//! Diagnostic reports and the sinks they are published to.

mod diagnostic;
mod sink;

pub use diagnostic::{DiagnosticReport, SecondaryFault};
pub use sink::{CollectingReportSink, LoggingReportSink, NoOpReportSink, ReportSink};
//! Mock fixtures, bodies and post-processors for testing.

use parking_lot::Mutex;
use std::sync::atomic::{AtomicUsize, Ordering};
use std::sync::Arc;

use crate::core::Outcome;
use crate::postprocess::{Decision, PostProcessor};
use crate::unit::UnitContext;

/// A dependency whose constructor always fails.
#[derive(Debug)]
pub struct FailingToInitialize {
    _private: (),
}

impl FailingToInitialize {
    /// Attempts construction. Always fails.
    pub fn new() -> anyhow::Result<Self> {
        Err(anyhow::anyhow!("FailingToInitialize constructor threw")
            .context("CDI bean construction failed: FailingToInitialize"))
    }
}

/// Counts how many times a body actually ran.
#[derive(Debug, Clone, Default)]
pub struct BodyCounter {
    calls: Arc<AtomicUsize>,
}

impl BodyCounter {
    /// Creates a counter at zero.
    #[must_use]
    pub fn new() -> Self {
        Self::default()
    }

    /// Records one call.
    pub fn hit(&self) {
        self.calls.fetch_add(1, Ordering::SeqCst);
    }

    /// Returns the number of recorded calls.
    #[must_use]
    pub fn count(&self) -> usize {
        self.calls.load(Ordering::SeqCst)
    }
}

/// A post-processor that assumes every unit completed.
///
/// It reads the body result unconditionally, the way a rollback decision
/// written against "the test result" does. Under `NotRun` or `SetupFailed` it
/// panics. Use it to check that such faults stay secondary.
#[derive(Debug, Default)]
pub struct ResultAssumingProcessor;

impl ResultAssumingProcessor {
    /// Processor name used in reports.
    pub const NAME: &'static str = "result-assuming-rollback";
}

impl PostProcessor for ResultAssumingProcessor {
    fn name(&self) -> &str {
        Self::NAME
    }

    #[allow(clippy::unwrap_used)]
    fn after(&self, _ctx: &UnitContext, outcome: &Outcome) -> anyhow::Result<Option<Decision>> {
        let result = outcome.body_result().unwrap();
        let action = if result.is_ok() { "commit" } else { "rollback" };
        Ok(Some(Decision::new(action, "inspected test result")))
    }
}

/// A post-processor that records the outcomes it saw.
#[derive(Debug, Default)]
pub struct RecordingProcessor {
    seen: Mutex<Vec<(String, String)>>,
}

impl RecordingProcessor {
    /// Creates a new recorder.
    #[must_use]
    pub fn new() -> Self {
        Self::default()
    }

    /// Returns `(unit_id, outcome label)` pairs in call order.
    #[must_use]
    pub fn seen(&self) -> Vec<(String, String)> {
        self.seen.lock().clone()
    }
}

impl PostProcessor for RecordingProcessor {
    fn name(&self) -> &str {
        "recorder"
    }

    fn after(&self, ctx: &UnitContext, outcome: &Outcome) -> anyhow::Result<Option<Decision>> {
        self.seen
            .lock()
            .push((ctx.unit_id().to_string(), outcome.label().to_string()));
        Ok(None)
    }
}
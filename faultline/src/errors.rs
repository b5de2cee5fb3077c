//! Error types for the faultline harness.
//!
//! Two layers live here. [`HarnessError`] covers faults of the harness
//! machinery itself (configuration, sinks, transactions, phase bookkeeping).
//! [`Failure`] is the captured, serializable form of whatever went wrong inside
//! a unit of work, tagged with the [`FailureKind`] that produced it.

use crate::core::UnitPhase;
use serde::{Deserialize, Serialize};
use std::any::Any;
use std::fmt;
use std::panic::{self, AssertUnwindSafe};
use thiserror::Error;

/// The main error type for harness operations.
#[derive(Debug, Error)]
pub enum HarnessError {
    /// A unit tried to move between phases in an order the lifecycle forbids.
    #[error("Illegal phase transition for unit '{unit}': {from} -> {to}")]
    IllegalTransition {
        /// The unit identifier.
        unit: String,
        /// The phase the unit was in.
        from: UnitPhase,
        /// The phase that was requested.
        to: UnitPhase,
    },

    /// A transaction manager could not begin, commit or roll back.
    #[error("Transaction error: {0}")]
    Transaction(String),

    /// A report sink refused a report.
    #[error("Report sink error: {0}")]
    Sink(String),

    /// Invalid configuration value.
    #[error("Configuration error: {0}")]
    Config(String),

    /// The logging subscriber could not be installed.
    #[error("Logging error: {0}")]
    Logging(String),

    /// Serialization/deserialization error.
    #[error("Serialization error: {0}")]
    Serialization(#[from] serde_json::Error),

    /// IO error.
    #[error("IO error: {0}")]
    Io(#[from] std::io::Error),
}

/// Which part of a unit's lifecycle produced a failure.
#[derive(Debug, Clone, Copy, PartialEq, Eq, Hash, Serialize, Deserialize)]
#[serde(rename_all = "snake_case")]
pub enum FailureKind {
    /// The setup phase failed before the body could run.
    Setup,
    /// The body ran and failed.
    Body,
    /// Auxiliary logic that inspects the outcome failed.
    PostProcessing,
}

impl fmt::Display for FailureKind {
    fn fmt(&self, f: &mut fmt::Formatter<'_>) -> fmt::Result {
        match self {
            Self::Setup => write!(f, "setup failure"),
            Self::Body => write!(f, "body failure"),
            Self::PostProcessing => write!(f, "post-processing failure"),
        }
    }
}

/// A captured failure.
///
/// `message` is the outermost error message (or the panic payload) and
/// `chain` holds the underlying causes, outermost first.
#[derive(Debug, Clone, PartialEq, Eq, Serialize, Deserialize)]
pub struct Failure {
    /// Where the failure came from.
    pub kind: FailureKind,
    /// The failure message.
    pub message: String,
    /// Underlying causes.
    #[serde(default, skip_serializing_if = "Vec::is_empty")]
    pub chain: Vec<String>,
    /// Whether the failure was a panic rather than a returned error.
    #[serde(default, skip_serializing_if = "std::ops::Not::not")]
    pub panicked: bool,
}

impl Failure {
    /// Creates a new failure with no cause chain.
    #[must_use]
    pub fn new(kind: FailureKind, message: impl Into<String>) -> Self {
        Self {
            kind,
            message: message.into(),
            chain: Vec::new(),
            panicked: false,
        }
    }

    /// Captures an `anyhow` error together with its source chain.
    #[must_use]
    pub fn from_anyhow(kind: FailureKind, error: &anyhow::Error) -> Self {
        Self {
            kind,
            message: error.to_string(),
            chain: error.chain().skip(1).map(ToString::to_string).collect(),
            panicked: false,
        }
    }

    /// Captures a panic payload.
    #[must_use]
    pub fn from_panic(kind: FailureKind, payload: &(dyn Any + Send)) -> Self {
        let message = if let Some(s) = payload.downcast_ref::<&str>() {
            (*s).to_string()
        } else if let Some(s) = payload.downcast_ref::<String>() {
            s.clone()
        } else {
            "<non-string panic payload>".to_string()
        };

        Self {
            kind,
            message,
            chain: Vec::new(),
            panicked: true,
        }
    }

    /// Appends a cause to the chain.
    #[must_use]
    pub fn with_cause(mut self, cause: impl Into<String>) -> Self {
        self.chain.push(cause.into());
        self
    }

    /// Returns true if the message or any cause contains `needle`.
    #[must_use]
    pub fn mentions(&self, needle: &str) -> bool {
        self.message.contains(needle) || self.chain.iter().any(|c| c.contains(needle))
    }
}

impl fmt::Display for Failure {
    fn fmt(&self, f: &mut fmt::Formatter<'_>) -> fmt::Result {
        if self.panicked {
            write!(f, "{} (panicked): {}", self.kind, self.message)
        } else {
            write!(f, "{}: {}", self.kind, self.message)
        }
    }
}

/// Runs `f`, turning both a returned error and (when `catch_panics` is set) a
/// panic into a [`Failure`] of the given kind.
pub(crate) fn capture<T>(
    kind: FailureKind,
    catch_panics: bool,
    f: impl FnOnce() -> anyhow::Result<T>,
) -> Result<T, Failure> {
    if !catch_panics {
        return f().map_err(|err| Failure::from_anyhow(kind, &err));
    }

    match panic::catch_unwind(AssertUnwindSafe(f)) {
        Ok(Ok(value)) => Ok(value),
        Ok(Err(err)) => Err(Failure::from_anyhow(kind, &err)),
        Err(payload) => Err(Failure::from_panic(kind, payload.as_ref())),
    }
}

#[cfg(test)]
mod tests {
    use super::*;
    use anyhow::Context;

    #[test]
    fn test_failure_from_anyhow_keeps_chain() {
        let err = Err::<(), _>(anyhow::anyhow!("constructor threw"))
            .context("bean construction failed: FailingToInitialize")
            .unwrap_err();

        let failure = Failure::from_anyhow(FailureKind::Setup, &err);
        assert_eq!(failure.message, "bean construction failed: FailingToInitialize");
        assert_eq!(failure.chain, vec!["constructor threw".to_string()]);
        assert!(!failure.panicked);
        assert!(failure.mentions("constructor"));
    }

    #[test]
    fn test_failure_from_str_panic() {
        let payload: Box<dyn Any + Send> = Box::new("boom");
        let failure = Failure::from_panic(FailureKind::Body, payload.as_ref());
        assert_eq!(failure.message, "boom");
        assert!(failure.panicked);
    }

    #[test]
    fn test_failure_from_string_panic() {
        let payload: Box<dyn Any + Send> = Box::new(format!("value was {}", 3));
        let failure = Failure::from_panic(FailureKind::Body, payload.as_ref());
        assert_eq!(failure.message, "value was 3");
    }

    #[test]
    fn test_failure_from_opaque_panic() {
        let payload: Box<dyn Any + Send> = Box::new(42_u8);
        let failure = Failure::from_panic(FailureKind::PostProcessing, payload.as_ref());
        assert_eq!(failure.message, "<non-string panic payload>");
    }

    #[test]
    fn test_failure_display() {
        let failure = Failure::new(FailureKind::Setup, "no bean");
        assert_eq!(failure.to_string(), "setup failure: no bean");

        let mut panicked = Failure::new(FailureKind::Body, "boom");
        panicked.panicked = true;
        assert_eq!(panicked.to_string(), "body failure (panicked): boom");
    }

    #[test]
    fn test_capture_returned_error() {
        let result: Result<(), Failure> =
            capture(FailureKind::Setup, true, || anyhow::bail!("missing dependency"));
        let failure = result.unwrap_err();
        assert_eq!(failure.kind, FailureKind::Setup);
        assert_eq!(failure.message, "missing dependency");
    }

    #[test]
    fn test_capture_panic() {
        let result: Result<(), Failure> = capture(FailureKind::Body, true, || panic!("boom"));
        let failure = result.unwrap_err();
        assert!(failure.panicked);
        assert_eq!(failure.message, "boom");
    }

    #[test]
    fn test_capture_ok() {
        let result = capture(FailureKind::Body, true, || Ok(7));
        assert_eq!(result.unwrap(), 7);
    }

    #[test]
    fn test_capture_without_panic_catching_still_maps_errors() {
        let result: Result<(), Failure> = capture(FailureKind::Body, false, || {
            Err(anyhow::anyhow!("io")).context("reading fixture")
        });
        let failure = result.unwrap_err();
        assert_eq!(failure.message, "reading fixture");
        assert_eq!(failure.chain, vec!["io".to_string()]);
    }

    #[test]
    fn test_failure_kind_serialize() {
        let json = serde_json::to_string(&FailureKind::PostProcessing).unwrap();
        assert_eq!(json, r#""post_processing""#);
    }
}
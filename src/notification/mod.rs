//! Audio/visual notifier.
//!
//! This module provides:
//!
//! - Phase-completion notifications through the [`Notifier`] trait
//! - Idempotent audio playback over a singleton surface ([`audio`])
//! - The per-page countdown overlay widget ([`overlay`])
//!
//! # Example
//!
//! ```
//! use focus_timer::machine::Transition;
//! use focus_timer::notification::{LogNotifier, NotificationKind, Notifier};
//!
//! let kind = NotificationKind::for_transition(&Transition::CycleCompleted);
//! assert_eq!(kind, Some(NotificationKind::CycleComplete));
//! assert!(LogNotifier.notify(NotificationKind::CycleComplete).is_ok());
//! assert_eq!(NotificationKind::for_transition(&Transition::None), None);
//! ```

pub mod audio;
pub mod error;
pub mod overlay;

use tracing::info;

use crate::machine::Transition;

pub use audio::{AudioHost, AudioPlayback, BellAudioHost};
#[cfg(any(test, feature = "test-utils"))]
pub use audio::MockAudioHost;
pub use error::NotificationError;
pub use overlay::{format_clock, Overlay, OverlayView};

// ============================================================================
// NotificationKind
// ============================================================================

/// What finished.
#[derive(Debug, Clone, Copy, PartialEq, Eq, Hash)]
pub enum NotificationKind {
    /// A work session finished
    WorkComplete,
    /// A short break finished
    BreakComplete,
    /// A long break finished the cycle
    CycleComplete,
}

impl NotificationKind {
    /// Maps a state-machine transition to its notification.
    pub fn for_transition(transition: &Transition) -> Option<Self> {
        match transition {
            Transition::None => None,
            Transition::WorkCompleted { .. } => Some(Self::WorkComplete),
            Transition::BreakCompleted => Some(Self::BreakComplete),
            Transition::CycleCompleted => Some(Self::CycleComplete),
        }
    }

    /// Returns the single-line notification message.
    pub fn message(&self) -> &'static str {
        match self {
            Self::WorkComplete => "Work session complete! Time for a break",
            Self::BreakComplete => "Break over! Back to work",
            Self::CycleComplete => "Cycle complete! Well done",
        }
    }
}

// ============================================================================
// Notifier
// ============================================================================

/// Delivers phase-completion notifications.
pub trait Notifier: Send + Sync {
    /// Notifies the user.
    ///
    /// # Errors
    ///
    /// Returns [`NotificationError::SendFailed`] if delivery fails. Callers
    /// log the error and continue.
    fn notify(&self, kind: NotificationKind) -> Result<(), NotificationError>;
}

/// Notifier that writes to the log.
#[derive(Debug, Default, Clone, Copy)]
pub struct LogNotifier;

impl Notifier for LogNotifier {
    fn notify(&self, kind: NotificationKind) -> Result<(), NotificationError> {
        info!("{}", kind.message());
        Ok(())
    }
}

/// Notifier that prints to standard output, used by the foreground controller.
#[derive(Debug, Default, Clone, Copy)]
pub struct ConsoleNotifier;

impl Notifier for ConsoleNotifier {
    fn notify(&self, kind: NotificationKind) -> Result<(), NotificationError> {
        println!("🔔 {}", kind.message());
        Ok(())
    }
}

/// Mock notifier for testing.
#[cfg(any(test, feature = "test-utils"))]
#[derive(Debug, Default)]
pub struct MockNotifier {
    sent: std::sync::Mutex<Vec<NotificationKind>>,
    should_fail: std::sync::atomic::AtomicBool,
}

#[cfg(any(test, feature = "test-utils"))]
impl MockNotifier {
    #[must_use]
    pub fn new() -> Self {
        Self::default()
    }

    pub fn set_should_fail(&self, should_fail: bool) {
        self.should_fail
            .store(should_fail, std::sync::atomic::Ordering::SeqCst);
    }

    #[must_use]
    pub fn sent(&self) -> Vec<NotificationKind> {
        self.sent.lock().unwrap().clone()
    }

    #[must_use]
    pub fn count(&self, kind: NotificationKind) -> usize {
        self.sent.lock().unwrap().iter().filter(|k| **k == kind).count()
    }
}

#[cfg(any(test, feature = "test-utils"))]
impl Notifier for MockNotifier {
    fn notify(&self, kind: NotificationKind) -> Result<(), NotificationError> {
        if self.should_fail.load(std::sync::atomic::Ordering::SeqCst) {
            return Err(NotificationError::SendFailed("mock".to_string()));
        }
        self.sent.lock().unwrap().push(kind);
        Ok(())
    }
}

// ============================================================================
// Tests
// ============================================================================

(WORK TO BE COMPLETED)
Read through the listing and copy each line in which the word "after" occurs.

(SOLVED PROBLEM)
    fn after(&self, _ctx: &UnitContext, outcome: &Outcome) -> anyhow::Result<Option<Decision>> {
    fn after(&self, ctx: &UnitContext, outcome: &Outcome) -> anyhow::Result<Option<Decision>> {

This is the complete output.